F. Hollande : À vrai dire oui, mais on est dans l’inédit dans cette campagne, depuis le départ : une dissolution dont on n’a toujours pas compris la raison. En tout cas, si la raison c’était de gouverner cinq ans de plus avec Alain Juppé, je crois que c’est raté. Une campagne, donc, qui est partie sur une base qui était faussée et ensuite qui s’est déroulée dans l’inattendu et qui se finit dans l’inédit.
RMC : Je vais vous poser une question très franche, est-ce que vous êtes prêts à gouverner, à gauche ?
F. Hollande : Oui, nous sommes prêts, on n’est jamais tout à fait prêt. C’est comme pour les examens, même si on attend le jour J, on n’est pas sûr d’être prêt quand même. Donc, il faut prendre les choses telles qu’elles se présentent et il faut être à la hauteur de l’aspiration qui est maintenant dirigée vers nous.
RMC : Je ne sais pas si vous avez entendu cette phrase de Philippe Séguin hier, l’ancien président de l’Assemblée nationale disant : « on ne sait pas qui il faut plaindre ce soir, les vainqueurs ou les vaincus », pour définir la difficulté de la tâche qui vous attend.
F. Hollande : Oui, encore que je crois qu’il aurait voulu plutôt être du côté des vainqueurs. Donc, je comprends bien qu’on veuille trouver des satisfactions à être perdant mais dans les élections, je crois qu’on n’a pas le choix. On se présente à des élections, c’est pour être élu, donc pour gouverner le pays. C’est vrai que c’est difficile, c’est vrai que c’est dur, c’est vrai qu’on vit sans doute le meilleur moment et qu’ensuite, commencent les difficultés. Mais à ce moment-là, c’est l’enjeu même de la politique. Si on ne veut pas gouverner ce pays, on ne se présente pas aux élections législatives.
RMC : 754 jours après son élection, Jacques Chirac va donc cohabiter avec la gauche, êtes-vous optimiste sur le bon déroulement de la cohabitation ? Je sais bien que tant que vous étiez dans l’opposition, vous disiez « ça va marcher », mais maintenant que vous allez rentrer en vraie cohabitation, est-ce que vous êtes optimiste sur son déroulement harmonieux ?
F. Hollande : Si nous respectons la Constitution, il n’y a pas de raison de ne pas trouver cet équilibre que chacun d’ailleurs souhaite, aussi bien les électeurs de gauche que les électeurs de droite. Maintenant, je vous le disais, on est dans l’inédit.
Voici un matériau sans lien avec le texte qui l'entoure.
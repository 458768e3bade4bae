// gsheet settings
// Loaded from ~/.config/gsheet/config.toml

use serde::{Deserialize, Serialize};
use std::collections::BTreeMap;
use std::fs;
use std::path::{Path, PathBuf};

use crate::ConfigError;

pub const DEFAULT_TIMEOUT_SECS: u64 = 30;

/// HTTP client settings
#[derive(Debug, Clone, PartialEq, Eq, Serialize, Deserialize)]
#[serde(default, deny_unknown_fields)]
pub struct HttpSettings {
    /// Request timeout in seconds (must be > 0)
    pub timeout_secs: u64,

    /// Override for the export host (default: https://docs.google.com)
    #[serde(skip_serializing_if = "Option::is_none")]
    pub export_base: Option<String>,

    /// Override for the Sheets API host (default: https://sheets.googleapis.com)
    #[serde(skip_serializing_if = "Option::is_none")]
    pub api_base: Option<String>,
}

impl Default for HttpSettings {
    fn default() -> Self {
        Self {
            timeout_secs: DEFAULT_TIMEOUT_SECS,
            export_base: None,
            api_base: None,
        }
    }
}

/// Which endpoint a named source uses
#[derive(Debug, Clone, Copy, PartialEq, Eq, Serialize, Deserialize)]
#[serde(rename_all = "lowercase")]
pub enum SourceKind {
    /// Publish-to-web CSV export
    Export,
    /// Sheets API v4 values
    Api,
}

/// A named sheet under `[sources.<name>]`
#[derive(Debug, Clone, PartialEq, Eq, Serialize, Deserialize)]
#[serde(deny_unknown_fields)]
pub struct SourceConfig {
    pub kind: SourceKind,
    pub id: String,

    /// Tab name (api only)
    #[serde(default, skip_serializing_if = "Option::is_none")]
    pub sheet: Option<String>,

    /// API key (api only). `--key` overrides it; when absent the CLI falls back to GSHEET_API_KEY.
    #[serde(default, skip_serializing_if = "Option::is_none")]
    pub key: Option<String>,

    /// A1 range (api only)
    #[serde(default, skip_serializing_if = "Option::is_none")]
    pub range: Option<String>,

    #[serde(default)]
    pub has_header: bool,
}

#[derive(Debug, Clone, Default, PartialEq, Eq, Serialize, Deserialize)]
#[serde(default, deny_unknown_fields)]
pub struct Settings {
    pub http: HttpSettings,
    pub sources: BTreeMap<String, SourceConfig>,
}

impl Settings {
    /// Default config file location, if the platform has a config dir.
    pub fn path() -> Option<PathBuf> {
        dirs::config_dir().map(|c| c.join("gsheet").join("config.toml"))
    }

    /// Load from the default location. A missing file means defaults.
    pub fn load() -> Result<Self, ConfigError> {
        match Self::path() {
            Some(path) => Self::load_from(&path),
            None => Ok(Self::default()),
        }
    }

    /// Load from an explicit path. A missing file means defaults.
    pub fn load_from(path: &Path) -> Result<Self, ConfigError> {
        if !path.exists() {
            log::debug!("no config at {}, using defaults", path.display());
            return Ok(Self::default());
        }
        let contents = fs::read_to_string(path)
            .map_err(|e| ConfigError::Io(format!("{}: {}", path.display(), e)))?;
        let settings = Self::from_toml(&contents)?;
        log::debug!(
            "loaded {} ({} sources)",
            path.display(),
            settings.sources.len()
        );
        Ok(settings)
    }

    pub fn from_toml(input: &str) -> Result<Self, ConfigError> {
        let settings: Settings =
            toml::from_str(input).map_err(|e| ConfigError::Parse(e.to_string()))?;
        settings.validate()?;
        Ok(settings)
    }

    pub fn validate(&self) -> Result<(), ConfigError> {
        if self.http.timeout_secs == 0 {
            return Err(ConfigError::Validation("http.timeout_secs must be > 0".into()));
        }

        for (name, source) in &self.sources {
            if source.id.trim().is_empty() {
                return Err(ConfigError::Validation(format!("source '{}': id is empty", name)));
            }
            match source.kind {
                SourceKind::Api => {
                    if source.sheet.as_deref().map_or(true, |s| s.trim().is_empty()) {
                        return Err(ConfigError::Validation(format!(
                            "source '{}': kind = \"api\" requires sheet",
                            name
                        )));
                    }
                }
                SourceKind::Export => {
                    // sheet/key/range have no meaning for an export URL
                    if source.sheet.is_some() || source.key.is_some() || source.range.is_some() {
                        return Err(ConfigError::Validation(format!(
                            "source '{}': sheet, key and range only apply to kind = \"api\"",
                            name
                        )));
                    }
                }
            }
        }

        Ok(())
    }

    pub fn source(&self, name: &str) -> Result<&SourceConfig, ConfigError> {
        self.sources
            .get(name)
            .ok_or_else(|| ConfigError::UnknownSource(name.to_string()))
    }
}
Jamais, on n’a connu une cohabitation sur ces bases-là, c’est-à-dire après une dissolution et pour cette durée-là, c’est-à-dire normalement cinq ans. Alors, essayons d’inventer un nouveau système puisqu’on connaît la cohabitation mais on ne connaît pas la cohabitation dans ce cadre-là. Je crois que c’est de la responsabilité de chacun. On n’a pas intérêt, et les uns et les autres, à vouloir anticiper quoi que ce soit. Il faut respecter les échéances. Qu’on nous laisse gouverner cinq ans et je crois que chacun aura fait son devoir.
RMC : Mais même si chacun des camps tient à respecter l’autre, est-ce qu’il ne va pas y avoir un problème rapidement, par exemple sur l’Europe, est-ce que le président de la République ne sera pas tenté de considérer que l’Europe, c’est du domaine de sa compétence par exemple, est-ce qu’il n’y aura pas là une difficulté majeure dès le début ? Puisque votre camp a posé des conditions, est-ce qu’il ne va pas y avoir un problème dès le début sur ce point important ?
F. Hollande : Là, il y a un problème de forme et un problème de fond. Et je vais tout de suite aller au problème de fond. On avait posé des conditions, on a posé des conditions pour le passage à la monnaie unique et il est extrêmement frappant de voir que, dans la campagne électorale, tout le monde, de près ou de loin, s’est rapproché de nos positions, a considéré que nos conditions étaient les bonnes. Donc, je veux croire que ce qu’ont approuvé les Français, ce qu’ont finalement accepté les différents protagonistes au cours de cette campagne électorale, sera la règle commune. Il faut poser des conditions pour le passage à la monnaie unique. Le problème de forme, c’est ce que vous indiquez, c’est-à-dire le partage des compétences. Je crois qu’en matière européenne, ces compétences sont justement partagées, c’est-à-dire que le président de la République a son mot à dire et le Gouvernement applique une politique qui est celle du Gouvernement et qui est celle des Français. Donc, je crois que là, il va falloir travailler avec le sens de l’intérêt général et le sens du bien commun. Et je crois qu’on peut s’y retrouver, justement sur la base de nos conditions.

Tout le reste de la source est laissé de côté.